Si lo hicieron bien o lo hicieron mal, es tema de otro análisis, pero lo
cierto es que los cuatro
presidentes que Chile ha tenido desde la vuelta a la
democracia demostraron y demuestran serenidad y racionalidad en el manejo de
los asuntos públicos. Además, sus vidas privadas y su comportamiento en
público han sido acordes a la dignidad que la institución presidencial tiene
en Chile, una dignidad que es reconocida y respetada incluso por los más
acérrimos opositores políticos.
Por eso,
en este país se ve con preocupación y extrañeza lo que está sucediendo en
Argentina. Los chilenos hace tiempo que vienen soportando las consecuencias
del peculiar «estilo K» de gobierno, por la reducción del suministro de gas
argentino, debida pura y exclusivamente a la preeminencia que la Casa Rosada
da a las consideraciones de política doméstica, en desmedro de las
relaciones exteriores. Ahora es la carne la que puede tener un impacto en la
economía de Chile, porque entre el paro del campo y la prohibición de
exportar decretada por el gobierno de Cristina Fernández, se ha reducido al
mínimo el flujo de un producto que hasta hace unos meses era provisto en más
del 50% por Argentina. Tales hechos, más las escenas vistas por televisión,
de las turbas corriendo a gritos y los golpes en la Plaza de Mayo a
ciudadanos que tenían igual derecho a estar allí, y los discursos de
barricada hechos en varias oportunidades por la mandataria argentina, solo
han venido a reforzar la imagen de país poco confiable que tienen los
chilenos, imagen que a veces roza al Mercosur, aunque la seriedad de la
conducción de Lula Da Silva en Brasil o Tabaré Vázquez en Uruguay equilibran
esa percepción. Para el diario La Tercera , el equivalente santiaguino de
Clarín, «la forma en que se ejerció el liderazgo presidencial durante el
conflicto con los productores rurales deja muchas dudas sobre el sentido de
la dirección del país y la concepción del manejo de crisis que tiene el
actual gobierno trasandino». Palabras más, palabras menos, esa es una
opinión compartida, en público o privado, por muchos analistas y gente del
gobierno.
Es que
Argentina y Chile estarán gobernados por mujeres, pero aquí no hay una
presidenta capaz de regalar a su hija un auto de 40.000 dólares en los
mismos días en que se está gestando una crisis nacional.
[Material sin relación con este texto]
//! The dependency registry: target identity assignment plus the
//! `track`/`trigger` entry points every container module calls through.
//!
//! There is exactly one registry per process, reached through the
//! free functions in this module rather than an explicit handle - this
//! mirrors the source's single global `targetMap`, and is the one piece
//! of genuinely global (not thread-local) state in the crate, since
//! dependency graphs are shared across threads even though the active-
//! effect stack (`tracking.rs`) is per-thread.

use std::panic::{catch_unwind, AssertUnwindSafe};
use std::sync::atomic::Ordering;
use std::sync::{Arc, OnceLock};

use dashmap::{DashMap, DashSet};
use parking_lot::RwLock;

use super::dep::DepCell;
use super::effect::track_dep;
use super::key::{Key, TargetId, TriggerOp};

type TargetDeps = RwLock<std::collections::HashMap<Key, Arc<DepCell>>>;

struct Registry {
    /// TargetId -> (Key -> Dep). One entry per reactive container,
    /// shared by every wrap-mode view over the same raw storage.
    deps: DashMap<TargetId, TargetDeps>,
    /// Raw storage pointer -> TargetId, so every `IntoReactive` impl
    /// asks for "the" id of a given allocation instead of minting a
    /// fresh one per wrap call (source §3 identity invariant).
    ids: DashMap<usize, TargetId>,
    /// Targets explicitly excluded from tracking entirely (`mark_raw`).
    raw_marked: DashSet<usize>,
    /// Targets frozen against writes (`Object.freeze` equivalent).
    frozen: DashSet<usize>,
}

impl Registry {
    fn new() -> Self {
        Self {
            deps: DashMap::new(),
            ids: DashMap::new(),
            raw_marked: DashSet::new(),
            frozen: DashSet::new(),
        }
    }
}

fn registry() -> &'static Registry {
    static REGISTRY: OnceLock<Registry> = OnceLock::new();
    REGISTRY.get_or_init(Registry::new)
}

/// The identity of a raw allocation, used both as the de-dup key for
/// `TargetId` assignment and as the key for the raw/frozen side-tables.
///
/// Every container's raw newtype hands in the address of its backing
/// `Arc` allocation (`Arc::as_ptr(&self.0) as usize`) - stable for the
/// allocation's lifetime and unique among live allocations, which is all
/// the identity invariant needs.
pub type RawIdentity = usize;

/// Look up or assign the [`TargetId`] for a raw allocation identity.
/// Every wrap-mode view over the same allocation resolves to the same
/// id, so a `readonly(reactive(x))` view shares its dependency graph
/// with the `reactive(x)` it wraps.
pub(crate) fn target_id_for(raw: RawIdentity) -> TargetId {
    if let Some(existing) = registry().ids.get(&raw) {
        return *existing;
    }
    let id = TargetId::new();
    registry().ids.entry(raw).or_insert(id);
    *registry().ids.get(&raw).unwrap()
}

pub(crate) fn mark_raw(raw: RawIdentity) {
    registry().raw_marked.insert(raw);
}

pub(crate) fn is_marked_raw(raw: RawIdentity) -> bool {
    registry().raw_marked.contains(&raw)
}

pub(crate) fn freeze(raw: RawIdentity) {
    registry().frozen.insert(raw);
}

pub(crate) fn is_frozen(raw: RawIdentity) -> bool {
    registry().frozen.contains(&raw)
}

fn dep_for(target: TargetId, key: Key) -> Arc<DepCell> {
    let shard = registry()
        .deps
        .entry(target)
        .or_insert_with(|| RwLock::new(std::collections::HashMap::new()));
    if let Some(dep) = shard.read().get(&key) {
        return dep.clone();
    }
    let mut write = shard.write();
    write
        .entry(key.clone())
        .or_insert_with(|| Arc::new(DepCell::new(key)))
        .clone()
}

fn existing_dep(target: TargetId, key: &Key) -> Option<Arc<DepCell>> {
    registry()
        .deps
        .get(&target)
        .and_then(|shard| shard.read().get(key).cloned())
}

fn all_deps(target: TargetId) -> Vec<Arc<DepCell>> {
    registry()
        .deps
        .get(&target)
        .map(|shard| shard.read().values().cloned().collect())
        .unwrap_or_default()
}

/// Every tracked key that is an integer index `>= from`, used by the
/// sequence length-shrink special case.
fn int_keys_at_or_above(target: TargetId, from: i64) -> Vec<Arc<DepCell>> {
    registry()
        .deps
        .get(&target)
        .map(|shard| {
            shard
                .read()
                .iter()
                .filter_map(|(k, dep)| match k {
                    Key::Int(i) if *i >= from => Some(dep.clone()),
                    _ => None,
                })
                .collect()
        })
        .unwrap_or_default()
}

/// Record a dependency on `(target, key)` against the currently active
/// effect, if tracking is enabled and an effect is active. A no-op
/// outside any effect/computed run.
pub fn track(target: TargetId, key: Key) {
    let dep = dep_for(target, key.clone());
    track_dep(&dep, target, key);
}

/// Record presence/absence of a dependency on `(target, key)` without
/// forcing a `Dep` allocation when nothing is tracking - used by read
/// paths that want to avoid registry writes on the hot untracked path.
pub(crate) fn is_tracking_anyone(target: TargetId, key: &Key) -> bool {
    existing_dep(target, key).is_some_and(|dep| !dep.is_empty())
}

/// A `(target, key)` pair slated to fire as part of one `trigger` call,
/// deduplicated by identity so a dep reachable through more than one
/// path (e.g. both its own key and `ITERATE_KEY`) only contributes one
/// copy of its subscribers to the fan-out.
#[derive(Debug, Clone)]
pub struct TriggerEvent {
    pub target: TargetId,
    pub op: TriggerOp,
    pub key: Option<Key>,
    pub new_value: Option<Arc<dyn std::any::Any + Send + Sync>>,
    pub old_value: Option<Arc<dyn std::any::Any + Send + Sync>>,
}

/// Whether a target behaves like a sequence (array index semantics for
/// `Add`/length shrink) or a keyed mapping (`MapKeyIterate` fan-out).
#[derive(Debug, Clone, Copy, PartialEq, Eq)]
pub enum TargetShape {
    Sequence,
    Map,
    Other,
}

/// Builds up the set of `Dep`s one mutation should fire, following the
/// resolution table: `Clear` fires every dep on the target; a sequence
/// length write additionally fires every integer-index dep at or past
/// the new length; `Add`/`Delete` on a keyed target additionally fire
/// `Iterate`/`MapKeyIterate`.
pub struct Trigger {
    target: TargetId,
    op: TriggerOp,
    key: Option<Key>,
    shape: TargetShape,
    shrink_from: Option<i64>,
    new_value: Option<Arc<dyn std::any::Any + Send + Sync>>,
    old_value: Option<Arc<dyn std::any::Any + Send + Sync>>,
    allow_recurse: bool,
}

impl Trigger {
    pub fn new(target: TargetId, op: TriggerOp) -> Self {
        Self {
            target,
            op,
            key: None,
            shape: TargetShape::Other,
            shrink_from: None,
            new_value: None,
            old_value: None,
            allow_recurse: false,
        }
    }

    pub fn key(mut self, key: Key) -> Self {
        self.key = Some(key);
        self
    }

    pub fn shape(mut self, shape: TargetShape) -> Self {
        self.shape = shape;
        self
    }

    /// Set when this is a sequence length write; `from` is the new
    /// length, so indices `>= from` are the ones being truncated away.
    pub fn shrink_from(mut self, from: i64) -> Self {
        self.shrink_from = Some(from);
        self
    }

    pub fn new_value<T: std::any::Any + Send + Sync>(mut self, value: T) -> Self {
        self.new_value = Some(Arc::new(value));
        self
    }

    pub fn old_value<T: std::any::Any + Send + Sync>(mut self, value: T) -> Self {
        self.old_value = Some(Arc::new(value));
        self
    }

    pub fn allow_recurse(mut self, allow: bool) -> Self {
        self.allow_recurse = allow;
        self
    }

    /// Resolve the set of deps this mutation touches and fire every live
    /// subscriber, in dep-list order then per-dep insertion order,
    /// deduplicated by effect identity, each isolated from the others by
    /// `catch_unwind` so one effect panicking doesn't stop the rest.
    pub fn fire(self) {
        let deps = self.resolve_deps();
        if deps.is_empty() {
            return;
        }

        let mut seen = std::collections::HashSet::new();
        let mut ordered = Vec::new();
        for dep in &deps {
            for sub in dep.live_subscribers() {
                if seen.insert(sub.id()) {
                    ordered.push(sub);
                }
            }
        }

        let event = TriggerEvent {
            target: self.target,
            op: self.op,
            key: self.key.clone(),
            new_value: self.new_value.clone(),
            old_value: self.old_value.clone(),
        };

        for sub in ordered {
            if super::tracking::is_on_active_stack(&sub) && !self.allow_recurse {
                continue;
            }
            if let Some(on_trigger) = &sub.on_trigger {
                on_trigger(&event);
            }
            let result = catch_unwind(AssertUnwindSafe(|| sub.schedule_or_run()));
            if result.is_err() {
                tracing::error!(
                    effect = sub.id(),
                    target = self.target.raw(),
                    "subscriber panicked while handling trigger; continuing with remaining subscribers"
                );
            }
        }
    }

    fn resolve_deps(&self) -> Vec<Arc<DepCell>> {
        if self.op == TriggerOp::Clear {
            return all_deps(self.target);
        }

        let mut deps = Vec::new();

        if let Some(key) = &self.key {
            if let Some(dep) = existing_dep(self.target, key) {
                deps.push(dep);
            }
        }

        if let Some(from) = self.shrink_from {
            if self.shape == TargetShape::Sequence {
                if let Some(dep) = existing_dep(self.target, &Key::Length) {
                    deps.push(dep);
                }
                deps.extend(int_keys_at_or_above(self.target, from));
                return dedup_by_ptr(deps);
            }
        }

        match (self.op, self.shape) {
            (TriggerOp::Add, TargetShape::Sequence) => {
                if let Some(dep) = existing_dep(self.target, &Key::Length) {
                    deps.push(dep);
                }
                if let Some(dep) = existing_dep(self.target, &Key::Iterate) {
                    deps.push(dep);
                }
            }
            (TriggerOp::Add, TargetShape::Map) => {
                if let Some(dep) = existing_dep(self.target, &Key::Iterate) {
                    deps.push(dep);
                }
                if let Some(dep) = existing_dep(self.target, &Key::MapKeyIterate) {
                    deps.push(dep);
                }
            }
            (TriggerOp::Add, TargetShape::Other) => {
                if let Some(dep) = existing_dep(self.target, &Key::Iterate) {
                    deps.push(dep);
                }
            }
            (TriggerOp::Delete, TargetShape::Map) => {
                if let Some(dep) = existing_dep(self.target, &Key::Iterate) {
                    deps.push(dep);
                }
                if let Some(dep) = existing_dep(self.target, &Key::MapKeyIterate) {
                    deps.push(dep);
                }
            }
            (TriggerOp::Delete, _) => {
                if let Some(dep) = existing_dep(self.target, &Key::Iterate) {
                    deps.push(dep);
                }
            }
            (TriggerOp::Set, TargetShape::Map) => {
                // Changing an existing key's value still touches anything
                // that iterated the map's entries/values (source §4.4:
                // "SET on mapping -> ITERATE_KEY"); it does not touch
                // MapKeyIterate since the key set itself didn't change.
                if let Some(dep) = existing_dep(self.target, &Key::Iterate) {
                    deps.push(dep);
                }
            }
            _ => {}
        }

        dedup_by_ptr(deps)
    }
}

fn dedup_by_ptr(deps: Vec<Arc<DepCell>>) -> Vec<Arc<DepCell>> {
    let mut seen = std::collections::HashSet::new();
    deps.into_iter()
        .filter(|dep| seen.insert(Arc::as_ptr(dep) as usize))
        .collect()
}

#[cfg(test)]
mod tests {
    use super::*;
    use crate::reactive::effect::{effect, EffectOptions};
    use std::sync::atomic::{AtomicI32, Ordering};

    #[test]
    fn target_id_is_stable_per_raw_identity() {
        let raw: RawIdentity = 0x1000;
        let a = target_id_for(raw);
        let b = target_id_for(raw);
        assert_eq!(a, b);
    }

    #[test]
    fn distinct_raw_identities_get_distinct_ids() {
        let a = target_id_for(0x2000);
        let b = target_id_for(0x2001);
        assert_ne!(a, b);
    }

    #[test]
    fn track_then_trigger_reruns_subscriber() {
        let target = target_id_for(0x3000);
        let runs = Arc::new(AtomicI32::new(0));
        let runs_clone = runs.clone();
        let _runner = effect(
            move || {
                track(target, Key::Str(Arc::from("value")));
                runs_clone.fetch_add(1, Ordering::SeqCst);
            },
            EffectOptions::default(),
        );
        assert_eq!(runs.load(Ordering::SeqCst), 1);

        Trigger::new(target, TriggerOp::Set)
            .key(Key::Str(Arc::from("value")))
            .fire();
        assert_eq!(runs.load(Ordering::SeqCst), 2);
    }

    #[test]
    fn clear_fires_every_dep_on_target() {
        let target = target_id_for(0x4000);
        let a_runs = Arc::new(AtomicI32::new(0));
        let b_runs = Arc::new(AtomicI32::new(0));
        let (a_clone, b_clone) = (a_runs.clone(), b_runs.clone());
        let _a = effect(
            move || {
                track(target, Key::Str(Arc::from("a")));
                a_clone.fetch_add(1, Ordering::SeqCst);
            },
            EffectOptions::default(),
        );
        let _b = effect(
            move || {
                track(target, Key::Str(Arc::from("b")));
                b_clone.fetch_add(1, Ordering::SeqCst);
            },
            EffectOptions::default(),
        );

        Trigger::new(target, TriggerOp::Clear).fire();
        assert_eq!(a_runs.load(Ordering::SeqCst), 2);
        assert_eq!(b_runs.load(Ordering::SeqCst), 2);
    }

    #[test]
    fn length_shrink_fires_truncated_indices() {
        let target = target_id_for(0x5000);
        let idx2_runs = Arc::new(AtomicI32::new(0));
        let idx2_clone = idx2_runs.clone();
        let _runner = effect(
            move || {
                track(target, Key::Int(2));
                idx2_clone.fetch_add(1, Ordering::SeqCst);
            },
            EffectOptions::default(),
        );
        assert_eq!(idx2_runs.load(Ordering::SeqCst), 1);

        Trigger::new(target, TriggerOp::Set)
            .key(Key::Length)
            .shape(TargetShape::Sequence)
            .shrink_from(1)
            .fire();
        assert_eq!(idx2_runs.load(Ordering::SeqCst), 2);
    }
}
La mujer que conduce los destinos de los chilenos no pasa sus vacaciones en
una suntuosa mansión, sino en una cabaña que heredó de su padre. Y ella, que
sí supo de cárcel y torturas durante la dictadura militar, no necesita
predicar el odio contra «las oligarquías» y «los golpistas» para lucir las
credenciales de defensora de los derechos humanos o de líder progresista.
Eso es lo que hace que Michelle Bachelet sea la presidenta Bachelet,
de todos los chilenos, y Cristina Fernández sea Cristina Kirchner,
presidenta de su marido, del piquetero D’Elía y de un «pueblo» que parece
empeñado en construir una nueva sociedad sobre la base del revanchismo.